The festival held at the Hotel Grand Pacific in British Columbia, Canada is about to celebrate its eighth anniversary but it began as a bit of a pipe dream.
According to Iain, he and fellow founder Lawrence Graham – who runs the Whisky Intelligence site and is a Malt Maniac – decided to head to next-door province, Alberta, for a whisky tasting at the Willow Park liquor store in Calgary.
“After a plethora of drams Lawrence asked, ‘Can we put one of these on in Victoria?'” explained Iain, a retired police officer, in a recent phone interview. “So, in that haze, we said that we could put one on but would do it differently.”
After 14 months of planning and with all their ducks coming comfortably together in a row, Iain and Lawrence were able to proceed with the festival, selling 475 tickets that first year – a huge increase on the anticipated 75 tickets they had a goal of shifting.

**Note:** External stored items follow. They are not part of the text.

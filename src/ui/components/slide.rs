//! Vertical slide animation between a hidden and a visible offset.

use std::time::Duration;

use gpui::{px, Animation, AnimationExt, ElementId, IntoElement, Styled};

use crate::ui::easing::{CubicBezier, LIGHTBOX_DURATION, LIGHTBOX_EASING};

/// Whether chrome is on screen (`In`) or off screen (`Out`).
#[derive(Debug, Clone, Copy, Default, PartialEq, Eq, Hash)]
pub enum Movement {
    In,
    #[default]
    Out,
}

impl Movement {
    /// The other state.
    pub fn toggle(self) -> Self {
        match self {
            Movement::In => Movement::Out,
            Movement::Out => Movement::In,
        }
    }

    pub fn as_str(&self) -> &'static str {
        match self {
            Movement::In => "in",
            Movement::Out => "out",
        }
    }
}

/// Parameters for one slide transition along the y axis.
#[derive(Debug, Clone, Copy, PartialEq)]
pub struct SlideAnimation {
    /// Hidden offset.
    pub from: f32,
    /// Visible offset.
    pub to: f32,
    pub movement: Movement,
    pub easing: CubicBezier,
    pub duration: Duration,
    /// Fraction of the path already covered when the transition starts.
    pub start: f32,
}

impl SlideAnimation {
    /// A slide using the lightbox curve and duration.
    pub fn new(from: f32, to: f32, movement: Movement) -> Self {
        Self {
            from,
            to,
            movement,
            easing: LIGHTBOX_EASING,
            duration: LIGHTBOX_DURATION,
            start: 0.0,
        }
    }

    /// Start part of the way toward the target, clamped to [0, 1].
    ///
    /// A slide reversed mid-flight resumes from where the bar was.
    pub fn with_start(mut self, start: f32) -> Self {
        self.start = start.clamp(0.0, 1.0);
        self
    }

    /// Offset the element settles at for the current movement.
    pub fn target(&self) -> f32 {
        match self.movement {
            Movement::In => self.to,
            Movement::Out => self.from,
        }
    }

    /// Offset the transition starts from: the opposite endpoint, moved
    /// forward by `start`.
    pub fn origin(&self) -> f32 {
        let opposite = match self.movement {
            Movement::In => self.from,
            Movement::Out => self.to,
        };
        opposite + (self.target() - opposite) * self.start
    }

    /// Offset at linear progress `t` in [0, 1].
    pub fn offset_at(&self, t: f32) -> f32 {
        self.offset_for_eased(self.easing.solve(t))
    }

    /// Offset for progress that has already been through the curve.
    ///
    /// gpui applies the easing before calling the animator, so the animator
    /// interpolates linearly.
    pub fn offset_for_eased(&self, eased: f32) -> f32 {
        self.origin() + (self.target() - self.origin()) * eased
    }

    /// Position `element` at this slide's offset.
    ///
    /// `generation` must change whenever a new transition should play; with
    /// `None` the element is pinned at its target without animating.
    pub fn render<E>(
        self,
        id: &str,
        generation: Option<usize>,
        element: E,
    ) -> gpui::AnyElement
    where
        E: Styled + IntoElement + 'static,
    {
        match generation {
            None => element.top(px(self.target())).into_any_element(),
            Some(generation) => {
                let animation_id = ElementId::Name(
                    format!("{}-{}-{}", id, self.movement.as_str(), generation).into(),
                );
                let easing = self.easing;
                element
                    .with_animation(
                        animation_id,
                        Animation::new(self.duration).with_easing(move |t| easing.solve(t)),
                        move |this, eased| this.top(px(self.offset_for_eased(eased))),
                    )
                    .into_any_element()
            }
        }
    }
}
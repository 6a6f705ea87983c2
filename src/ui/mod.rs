//! UI components and views
//!
//! The gpui-based interface is organized into:
//! - `theme`: color schemes and shared sizes
//! - `style`: style fragments and their merge order
//! - `easing`: cubic-bezier curves for transitions
//! - `components`: reusable UI primitives
//! - `views`: full-screen views

pub mod components;
pub mod easing;
pub mod style;
pub mod theme;
pub mod views;

pub use style::{Platform, StyleFragment};
pub use theme::{Theme, ThemeColors, ThemeMode};
pub use views::LightboxView;
//! Crate error type.

use std::path::PathBuf;

/// Errors surfaced by courier services.
#[derive(Debug, thiserror::Error)]
pub enum Error {
    #[error("invalid url: {0}")]
    Url(#[from] url::ParseError),

    #[error("io error: {0}")]
    Io(#[from] std::io::Error),

    #[error("http error: {0}")]
    Http(#[from] reqwest::Error),

    #[error("json error: {0}")]
    Json(#[from] serde_json::Error),

    #[error("config error: {0}")]
    Config(String),

    #[error("no translation catalog for locale {locale} in {}", .dir.display())]
    Catalog { locale: String, dir: PathBuf },
}

pub type Result<T> = std::result::Result<T, Error>;
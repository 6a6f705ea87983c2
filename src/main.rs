use std::path::PathBuf;

use anyhow::{Context, Result};
use tracing_subscriber::EnvFilter;

use courier::app::{App, LightboxFixture};
use courier::config::Config;

fn main() -> Result<()> {
    tracing_subscriber::fmt()
        .with_env_filter(
            EnvFilter::try_from_default_env().unwrap_or_else(|_| EnvFilter::new("courier=info")),
        )
        .init();

    let fixture_path: PathBuf = std::env::args_os()
        .nth(1)
        .map(PathBuf::from)
        .context("usage: courier <lightbox.json>")?;

    let config = Config::load().context("loading config")?;
    let fixture = LightboxFixture::load(&fixture_path)
        .with_context(|| format!("loading {}", fixture_path.display()))?;

    let runtime = tokio::runtime::Runtime::new().context("starting tokio runtime")?;
    App::run(config, fixture, runtime.handle().clone())
}
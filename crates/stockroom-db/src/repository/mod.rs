//! # Repository Module
//!
//! ## Repository Pattern
//! ```text
//! ┌─────────────────────────────────────────────────────────────────────────┐
//! │                                                                         │
//! │  Controller                                                            │
//! │       │                                                                 │
//! │       │  db.products().search_by_name("a")                             │
//! │       ▼                                                                 │
//! │  ProductRepository                                                     │
//! │  ├── fetch_all(&self)                                                  │
//! │  ├── insert(&self, draft)                                              │
//! │  ├── delete_by_id(&self, id)                                           │
//! │  ├── update_by_id(&self, id, draft)                                    │
//! │  └── search_by_name(&self, term)                                       │
//! │       │                                                                 │
//! │       │  One parameterized statement, auto-committed                   │
//! │       ▼                                                                 │
//! │  SQLite Database                                                       │
//! └─────────────────────────────────────────────────────────────────────────┘
//! ```

pub mod product;
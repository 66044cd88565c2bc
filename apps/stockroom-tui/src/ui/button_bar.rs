use ratatui::{
    layout::Rect,
    style::{Color, Modifier, Style},
    text::{Line, Span},
    widgets::{Block, Borders, Paragraph},
    Frame,
};

use crate::state::{Button, Focus, ViewModel};

/// Render the five command buttons with their function keys
pub fn render(f: &mut Frame, area: Rect, view: &ViewModel) {
    let focused = view.focus == Focus::Buttons;

    let mut spans = Vec::new();
    for button in Button::ALL {
        let style = if focused && button == view.button {
            Style::default()
                .fg(Color::Black)
                .bg(Color::Yellow)
                .add_modifier(Modifier::BOLD)
        } else {
            Style::default().fg(Color::White)
        };

        spans.push(Span::styled(
            format!("F{}", button.shortcut()),
            Style::default().fg(Color::DarkGray),
        ));
        spans.push(Span::styled(format!("[ {} ]", button.label()), style));
        spans.push(Span::raw("  "));
    }

    let paragraph = Paragraph::new(Line::from(spans)).block(
        Block::default()
            .borders(Borders::ALL)
            .border_style(Style::default().fg(if focused {
                Color::Cyan
            } else {
                Color::DarkGray
            })),
    );

    f.render_widget(paragraph, area);
}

So what has made the festival stand out since 2006?
According to Iain, it comes down to four key things they decided to put in place from the start.
The first is that, with Canada’s very strict laws on alcohol consumption, the team chose to offer every guest a ride home after the festival. They managed to pull this off by getting a car hire firm and volunteer drivers on board to ensure the safety of attendees – even those living 30 or 40km away from the venue.
The second decision that helped them stand out was when they decided they would make no profit on the event at all, instead, giving all proceeds to charity. When they were first planning the festival, Iain said they realised they could end up paying for much of the festival out of their own pockets. As it turned out, they still made enough for a charity donation. Last year, $27,000 (or, approximately £17,000) went to two nominated charities. To help run the festival, the charities provide volunteers to take tickets and ensure the smooth running of the show.
The third choice was to not charge drinks companies for tables, a decision which meant many major whisky brands – from BenRiach to Talisker and the Scotch Malt Whisky Society – decided to get involved from year one. Iain said he only asked them for four things: to show up, to have enough stock to cover the festival, to do an engaging masterclass and to stay at the hotel.
And the final option? They were going to stay involved through every process, including selling tickets by hand rather than through an online ticket distributor like Ticketmaster, with some being allocated to local whisky tasting groups.
“We knew whisky clubs would be supportive of the event and that following it, they would buy whisky. We also knew that their buzz would create more buzz and we could move forward with them working with us,” he added.
What happened from there was a continual rise in interest from the local community, visitors from the US and overseas, media attention and support from global whisky brands.
It couldn’t have hurt that Jim Murray – who was a speaker from the first year onwards – also called it “the best organised whisky show in the world.”
“That was an accolade we weren’t looking for and weren’t expecting so we had smiles on for quite a while. We’re proud to say: ‘Look we’re not really big but we’re going to put on a good show,'” Iain added.
This year, there will be the third annual Canadian Whisky Awards – hosted by Davin de Kergommeaux – along with an evening dinner hosted by Cutty Sark and The Glenrothes, along with tastings from Glenmorangie, Springbank, Laphroaig, among many others. The consumer tasting – on Saturday, 19 January – runs in the evening.
The secret to the success, he said, has been bound up in the fact there is little desire to increase the number of attendees and make it an impersonal event. For the 2013 show – which runs from the 17-21 January – around 1,400 tickets have been sold for the consumer tasting on the Saturday night and all 34 masterclasses. This number of tickets is just right, he said, adding it is doable now because of the extensive help from others on the committee – such as Dr Jonathan Adams, who pulls off all the masterclasses in an orderly fashion within a six hour time window.
But it also means that getting hands on tickets can be tricky – when they go on sale in November, people start lining up at the ticket sales point (local specialty drinks shop, The Strath) at 4am and all tickets are sold within two and a half hours of the shop opening. A growing number of those people buying tickets – or receiving them – are women, added Iain, who said there were only around 6-10 female attendees in the first year, with that number growing to around 20% today.
For Iain, the festival has gone from strength to strength and is something he likely couldn’t have imagined getting involved in twenty years ago. Back then, he was only keen to collect rather than drink it because he had a feeling it would rise in value one day. This has meant his collection now includes rare gems from a 1962 Macallan to a 1964 Tomatin and a 1963 Longmorn. It took him ten years to really get a taste for whisky.
But after the fateful road trip with Lawrence, there is no looking back. The Victoria Whisky Festival is most certainly a proud bastion for whisky in Canada and I wish all of those going the best of enjoyment!